Wherever a line of the data contains "Result", copy that line.

◆ **THE DATA**
★ ★ ★

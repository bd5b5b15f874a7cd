//! The collection request assembled from user options

use std::path::{Path, PathBuf};

use serde::{Deserialize, Serialize};

use crate::error::{Error, Result};
use crate::region::Region;

/// Which dataset a job collects.
#[derive(Debug, Clone, Copy, PartialEq, Eq, Hash, Serialize, Deserialize)]
#[serde(rename_all = "lowercase")]
pub enum DataSource {
    /// National Bathymetric Source BlueTopo tiles (the reference data).
    Nbs,
    /// DCDB crowdsourced bathymetry point files.
    Dcdb,
}

impl DataSource {
    /// Directory and file-name stem used on disk.
    pub fn as_str(&self) -> &'static str {
        match self {
            DataSource::Nbs => "nbs",
            DataSource::Dcdb => "dcdb",
        }
    }

    pub fn other(&self) -> DataSource {
        match self {
            DataSource::Nbs => DataSource::Dcdb,
            DataSource::Dcdb => DataSource::Nbs,
        }
    }
}

impl std::fmt::Display for DataSource {
    fn fmt(&self, f: &mut std::fmt::Formatter<'_>) -> std::fmt::Result {
        match self {
            DataSource::Nbs => write!(f, "NBS"),
            DataSource::Dcdb => write!(f, "DCDB"),
        }
    }
}

impl std::str::FromStr for DataSource {
    type Err = Error;

    fn from_str(s: &str) -> Result<Self> {
        match s.to_ascii_lowercase().as_str() {
            "nbs" | "bluetopo" => Ok(DataSource::Nbs),
            "dcdb" | "csb" => Ok(DataSource::Dcdb),
            _ => Err(Error::InvalidParameter {
                name: "source",
                value: s.to_string(),
                reason: "expected 'nbs' or 'dcdb'".to_string(),
            }),
        }
    }
}

/// Whether files are downloaded or only referenced by URL.
#[derive(Debug, Clone, Copy, PartialEq, Eq, Serialize, Deserialize)]
#[serde(rename_all = "lowercase")]
pub enum ProcessingMode {
    /// Compile `s3://` URLs without downloading.
    Cloud,
    /// Download into the output root.
    Local,
}

impl ProcessingMode {
    pub fn is_local(&self) -> bool {
        matches!(self, ProcessingMode::Local)
    }
}

/// How the primary dataset is located.
#[derive(Debug, Clone, PartialEq, Serialize, Deserialize)]
pub enum SearchMethod {
    /// ENC chart cell names, e.g. `US5MA1AM`.
    Charts(Vec<String>),
    /// CSB platform (vessel) names.
    Vessels(Vec<String>),
    /// One or more geographic regions.
    Area(Vec<Region>),
}

impl SearchMethod {
    pub fn is_empty(&self) -> bool {
        match self {
            SearchMethod::Charts(v) | SearchMethod::Vessels(v) => v.is_empty(),
            SearchMethod::Area(r) => r.is_empty(),
        }
    }

    pub fn label(&self) -> &'static str {
        match self {
            SearchMethod::Charts(_) => "chart",
            SearchMethod::Vessels(_) => "vessel",
            SearchMethod::Area(_) => "area",
        }
    }
}

/// Everything one collection job needs to know.
#[derive(Debug, Clone, PartialEq, Serialize, Deserialize)]
pub struct CollectionRequest {
    pub primary: DataSource,
    pub search: SearchMethod,
    /// Also collect the other dataset over the same ground.
    pub secondary: bool,
    pub mode: ProcessingMode,
    pub output_root: PathBuf,
    /// Execute the generated reputation script once it is written.
    pub run_reputation: bool,
}

impl CollectionRequest {
    /// Check the request, collecting every problem rather than stopping at
    /// the first.
    pub fn validate(&self) -> Result<()> {
        let mut problems = Vec::new();

        if self.search.is_empty() {
            problems.push(match &self.search {
                SearchMethod::Charts(_) => "Chart search selected but no charts were given".to_string(),
                SearchMethod::Vessels(_) => "Vessel search selected but no vessels were given".to_string(),
                SearchMethod::Area(_) => "Area search selected but no search area was given".to_string(),
            });
        }

        match (&self.search, self.primary) {
            (SearchMethod::Charts(_), DataSource::Dcdb) => {
                problems.push("Chart search is only available with NBS as the primary source".to_string())
            }
            (SearchMethod::Vessels(_), DataSource::Nbs) => {
                problems.push("Vessel search is only available with DCDB as the primary source".to_string())
            }
            _ => {}
        }

        if let SearchMethod::Charts(charts) = &self.search {
            for chart in charts {
                if chart_band(chart).is_none() {
                    problems.push(format!(
                        "Chart '{chart}' has no usage band digit as its third character"
                    ));
                }
            }
        }

        if self.output_root.as_os_str().is_empty() {
            problems.push("An output folder must be selected".to_string());
        } else if self.output_root.to_string_lossy().contains(' ') {
            problems.push(format!(
                "Output folder '{}' contains spaces; choose a path without spaces",
                self.output_root.display()
            ));
        }

        if self.run_reputation && !self.secondary {
            problems.push(
                "The reputation calculation needs both datasets; enable secondary data".to_string(),
            );
        }

        if problems.is_empty() {
            Ok(())
        } else {
            Err(Error::InvalidRequest(problems))
        }
    }

    /// Copy of the request with chart and vessel names trimmed, upper-cased
    /// and de-duplicated (first occurrence wins), regions crossing the
    /// antimeridian split in two, and the output root made absolute against
    /// the working directory.
    pub fn normalized(&self) -> Self {
        let clean = |names: &[String]| {
            let mut out: Vec<String> = Vec::with_capacity(names.len());
            for name in names {
                let n = name.trim().to_uppercase();
                if !n.is_empty() && !out.contains(&n) {
                    out.push(n);
                }
            }
            out
        };

        let search = match &self.search {
            SearchMethod::Charts(c) => SearchMethod::Charts(clean(c)),
            SearchMethod::Vessels(v) => SearchMethod::Vessels(clean(v)),
            SearchMethod::Area(r) => SearchMethod::Area(r.iter().flat_map(Region::split_at_antimeridian).collect()),
        };

        let output_root = if self.output_root.as_os_str().is_empty() {
            PathBuf::new()
        } else {
            absolute_path(&self.output_root)
        };

        Self {
            search,
            output_root,
            ..self.clone()
        }
    }

    /// Whether both datasets end up collected.
    pub fn wants_both(&self) -> bool {
        self.secondary
    }
}

/// `path` joined onto the working directory when relative.
///
/// Scripts run from their own run directory, so every path written into them
/// has to be absolute. Falls back to `path` unchanged when the working
/// directory cannot be read.
pub fn absolute_path(path: &Path) -> PathBuf {
    std::path::absolute(path).unwrap_or_else(|_| path.to_path_buf())
}

/// Usage band of an ENC cell name (its third character, `1`-`6`).
pub fn chart_band(cell_name: &str) -> Option<u8> {
    cell_name
        .chars()
        .nth(2)
        .and_then(|c| c.to_digit(10))
        .filter(|d| (1..=6).contains(d))
        .map(|d| d as u8)
}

★ ★ ★

◆ **COMPLETED TASK**
use crate::error::{Error, Result};
    fn fmt(&self, f: &mut std::fmt::Formatter<'_>) -> std::fmt::Result {
    fn from_str(s: &str) -> Result<Self> {
    pub fn validate(&self) -> Result<()> {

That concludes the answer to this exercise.